1. Applied for EB-5 Investor Investment in 2017, and With The Line So Long, What Else Can I Do To Immigrate? I Am Major Owner of a Company in China.
I and my family have been trying to emigrate to the U. S. from China through EB-5 investment, and our case was finally filed (I-526) in November 2017. Now we understand that it will be many more years – probably at least 10 more – before we are allowed to finally immigrate. Is there another way for us now? I am the major owner of a company in China that does the equivalent of $8 million (USD) business per year and we have over 300 workers. Our entire family has B-1/B-2 10 year visas.
Mr. Lee Answers,
You may wish to consider immigration under the EB-1C category for multinational managers or executives if you have or if will have a related U. S. company which will be a viable affiliate or subsidiary or headquarters operation. The company can have the relationship with you or your China company since you are the major owner. This path would take approximately 2 years at present. At least 50% of the shares of either the U. S. or China operation must be held by the counterpart company in the other country. You would have to demonstrate the viability of companies in China and the U. S. In addition, you would have to demonstrate that you or your wife (if she is to be the sponsored manager or executive) has had one year experience out of the past 3 as an executive or manager in the China company. Under U. S. law, you could start your own business, but if starting small, you would have to give a comprehensive business plan on how the business is going to grow. Growing your own U. S. business to the point that it can support an application for your green card might take years. Only if you start big in terms of investment and numbers of employees might you be able to soon apply for the green card. Acquiring a viable existing U. S. company might be a move to consider in this direction.
2. What Are The Chances of Being Approved If Applying For H-1B Visa With a Small Tutoring Company?
I have a bachelor degree in mathematics and am studying for my Masters degree which will not complete for another year. A tutoring service run by a family friend is interested in sponsoring me for H-1B to tutor math and physics. This would be a part-time job. The company has one full-time employee, a few tutors who are subcontracted, and I would be the first part-time employee. What are my chances of success in getting H-1B in this situation?
Mr. Lee Answers,
U.S.C.I.S. has become stricter in its adjudication of H-1B’s with a reported increase in denials of 41% from the 3rd to the 4th quarter of FY 2017 (9 months into the Trump presidency). Later figures are not available. The size of an organization appears to carry much weight with U.S.C.I.S., and larger companies get the benefit of the doubt in H-1B adjudications. In small companies of this size, questions abound such as whether the alien will be doing all professional work or perhaps some clerical or other nonprofessional work because of the company’s small size and whether the company has enough work to keep the individual occupied in professional work. You might probably be better off finding a larger sponsoring organization if such can be found.
3. How Should My Son Answer the DS-160 Question of Whether an Immigrant Visa Petition Has Been Filed for Him Where It Was Filed For Me And He Was Only Listed As a Member of My Family?
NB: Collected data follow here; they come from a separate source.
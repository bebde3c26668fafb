mod engine;
mod input_buffer;
mod spawn;
mod tag;

pub use engine::{Authoritative, PredictionConfig, PredictionContext, PredictionEngine, Simulation, StepReport};
pub use input_buffer::InputBuffer;
pub use spawn::{SpawnPredictor, SpawnStatus};
pub use tag::{Lifecycle, PredictionTag, UnitState};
My U. S. citizen brother filed a petition for me in 2009 and we will likely have to wait another 4 years according to the lawyer before we can immigrate. My son is finishing high school and we want him to study in the U. S. Looking at the American non-immigration visa form, DS-160, it asks whether he has ever had an immigration visa petition filed on his behalf. We do not want him to lie, but want him to have the best chance of getting the visa. My brother filed for me, not for my son, and my son is only on the petition as a member of the family. Can he answer “no” to the question or must he answer “yes”?
Mr. Lee Answers,
According to the Department of State, your son can answer either yes or no. It has amended its consular manual to say that someone who is the spouse or child of the principal beneficiary of a petition will not be making a misrepresentation by answering no to the question. Consular officers many times expect the answer yes, and the American Immigration Lawyers Association has taken the position that such a person may respond yes or no to the question, with neither response resulting in a finding of material misrepresentation.
4. Can I Leave on Advance Parole If I Have Already Received a Notice of Intent to Deny My Adjustment of Status Application?
I filed my I-485 adjustment of status application in 2016 based upon a labor certification by my employer. At the time of interview in October 2018, there were questions concerning my employer and my past qualifying experience. I have advance parole to leave the country, but do not know if I should use it at this time. I want to go back to China to visit my mother who is old.
Mr. Lee Answers,
Your situation would pose risk, and I would not recommend that you go out on advance parole. Customs and Border Protection (CBP) in this region has made known recently that while a notice of intent to deny would likely have no effect on your reentry under parole, CBP would not parole an individual whose adjustment of status application had been denied by the time that he or she is trying to reenter the country. In that situation, CBP would look to see if the I-485 was denied on criminal charges. Based on its initial review, it might decide to defer the inspection for 30 or 60 days to consult with U.S.C.I.S. and determine the nature of the denial while the individual addresses the denial with U.S.C.I.S. It would likely continue the deferred inspection if the applicant was making progress with U.S.C.I.S. to resolve the issue.